- _Data section_:
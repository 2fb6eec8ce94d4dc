//! Decoding of the dealer preprocessing stream.
//!
//! The stream is consumed in strict order: the textual shares block until
//! its `OK` terminator, the `TRPL`-headed triples block until `TOK`, then
//! one binary DPF key record per query. Any malformed header, missing
//! terminator or truncated read is fatal.

use tokio::io::{AsyncBufReadExt, AsyncRead, AsyncReadExt, BufReader};
use tracing::debug;

use oblivrec_core::dpf::CorrectionWord;
use oblivrec_core::wire::{
    parse_ring_line, parse_triples_header, parse_triple_line, MAX_KEY_LEVELS, SHARES_END,
    TRIPLES_END,
};
use oblivrec_core::{DotCorrelation, DpfKey, Ring64, RingVec, WireError};

use crate::error::ProtocolError;

pub struct DealerStream<R> {
    inner: BufReader<R>,
}

impl<R> DealerStream<R>
where
    R: AsyncRead + Unpin + Send,
{
    pub fn new(stream: R) -> Self {
        DealerStream {
            inner: BufReader::new(stream),
        }
    }

    async fn read_line(&mut self, what: &'static str) -> Result<String, ProtocolError> {
        let mut line = String::new();
        let n = self.inner.read_line(&mut line).await?;
        if n == 0 {
            return Err(WireError::UnexpectedEof(what).into());
        }
        while line.ends_with('\n') || line.ends_with('\r') {
            line.pop();
        }
        Ok(line)
    }

    async fn read_nonempty_line(&mut self, what: &'static str) -> Result<String, ProtocolError> {
        loop {
            let line = self.read_line(what).await?;
            if !line.is_empty() {
                return Ok(line);
            }
        }
    }

    /// Shares block: one `X \n Y \n z \n blank` record per query until the
    /// `OK` sentinel. Every vector must have dimension `k`.
    pub async fn read_shares(&mut self, k: usize) -> Result<Vec<DotCorrelation>, ProtocolError> {
        let mut shares = Vec::new();
        loop {
            let line = self.read_nonempty_line("share record").await?;
            if line == SHARES_END {
                break;
            }
            let x = RingVec::new(check_dim(parse_ring_line(&line)?, k)?);
            let y_line = self.read_line("share Y line").await?;
            let y = RingVec::new(check_dim(parse_ring_line(&y_line)?, k)?);
            let z_line = self.read_line("share z line").await?;
            let z = parse_single(&z_line)?;
            // Blank separator line closing the record.
            let _ = self.read_line("share separator").await?;
            shares.push(DotCorrelation { x, y, z });
        }
        debug!(count = shares.len(), "shares block complete");
        Ok(shares)
    }

    /// Triples block: `TRPL q n` header, `q * n` lines, `TOK` terminator.
    /// Returns one group of `n` triples per query; `n` must equal
    /// `expected_per_query`.
    pub async fn read_triples(
        &mut self,
        expected_per_query: usize,
    ) -> Result<Vec<Vec<oblivrec_core::BeaverTriple>>, ProtocolError> {
        let header = self.read_nonempty_line("triples header (TRPL)").await?;
        let (q, per_query) = parse_triples_header(&header)?;
        if per_query != expected_per_query {
            return Err(WireError::LengthMismatch {
                expected: expected_per_query,
                got: per_query,
            }
            .into());
        }
        let mut groups = Vec::with_capacity(q);
        for _ in 0..q {
            let mut group = Vec::with_capacity(per_query);
            for _ in 0..per_query {
                let line = self.read_line("triple line").await?;
                group.push(parse_triple_line(&line)?);
            }
            groups.push(group);
        }
        let terminator = self.read_nonempty_line("triples terminator (TOK)").await?;
        if terminator != TRIPLES_END {
            return Err(WireError::BadTerminator {
                expected: TRIPLES_END,
                got: terminator,
            }
            .into());
        }
        debug!(queries = groups.len(), per_query, "triples block complete");
        Ok(groups)
    }

    /// DPF key block: `count` binary key records.
    pub async fn read_dpf_keys(&mut self, count: usize) -> Result<Vec<DpfKey>, ProtocolError> {
        let mut keys = Vec::with_capacity(count);
        for _ in 0..count {
            keys.push(self.read_dpf_key().await?);
        }
        debug!(count = keys.len(), "dpf key block complete");
        Ok(keys)
    }

    async fn read_dpf_key(&mut self) -> Result<DpfKey, ProtocolError> {
        let s0 = self.inner.read_u64().await?;
        let t0 = self.inner.read_u8().await? != 0;
        let num_cws = self.inner.read_u32().await?;
        if num_cws > MAX_KEY_LEVELS {
            return Err(WireError::BadRecord(format!(
                "correction word count {num_cws} exceeds {MAX_KEY_LEVELS}"
            ))
            .into());
        }
        let mut cws = Vec::with_capacity(num_cws as usize);
        for _ in 0..num_cws {
            cws.push(CorrectionWord {
                s_l: self.inner.read_u64().await?,
                s_r: self.inner.read_u64().await?,
                t_l: self.inner.read_u8().await? != 0,
                t_r: self.inner.read_u8().await? != 0,
            });
        }
        let cw_out = self.inner.read_u64().await?;
        Ok(DpfKey { s0, t0, cws, cw_out })
    }
}

fn check_dim(values: Vec<Ring64>, k: usize) -> Result<Vec<Ring64>, ProtocolError> {
    if values.len() != k {
        return Err(WireError::LengthMismatch {
            expected: k,
            got: values.len(),
        }
        .into());
    }
    Ok(values)
}

fn parse_single(line: &str) -> Result<Ring64, ProtocolError> {
    let values = parse_ring_line(line)?;
    if values.len() != 1 {
        return Err(WireError::BadRecord(format!("expected one value: {line:?}")).into());
    }
    Ok(values[0])
}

- _Exercise aim_: Would you filter the entries above and keep each line that has the word "Result"?

- _Response area_:
    async fn read_line(&mut self, what: &'static str) -> Result<String, ProtocolError> {
    async fn read_nonempty_line(&mut self, what: &'static str) -> Result<String, ProtocolError> {
    pub async fn read_shares(&mut self, k: usize) -> Result<Vec<DotCorrelation>, ProtocolError> {
    ) -> Result<Vec<Vec<oblivrec_core::BeaverTriple>>, ProtocolError> {
    pub async fn read_dpf_keys(&mut self, count: usize) -> Result<Vec<DpfKey>, ProtocolError> {
    async fn read_dpf_key(&mut self) -> Result<DpfKey, ProtocolError> {
fn check_dim(values: Vec<Ring64>, k: usize) -> Result<Vec<Ring64>, ProtocolError> {
fn parse_single(line: &str) -> Result<Ring64, ProtocolError> {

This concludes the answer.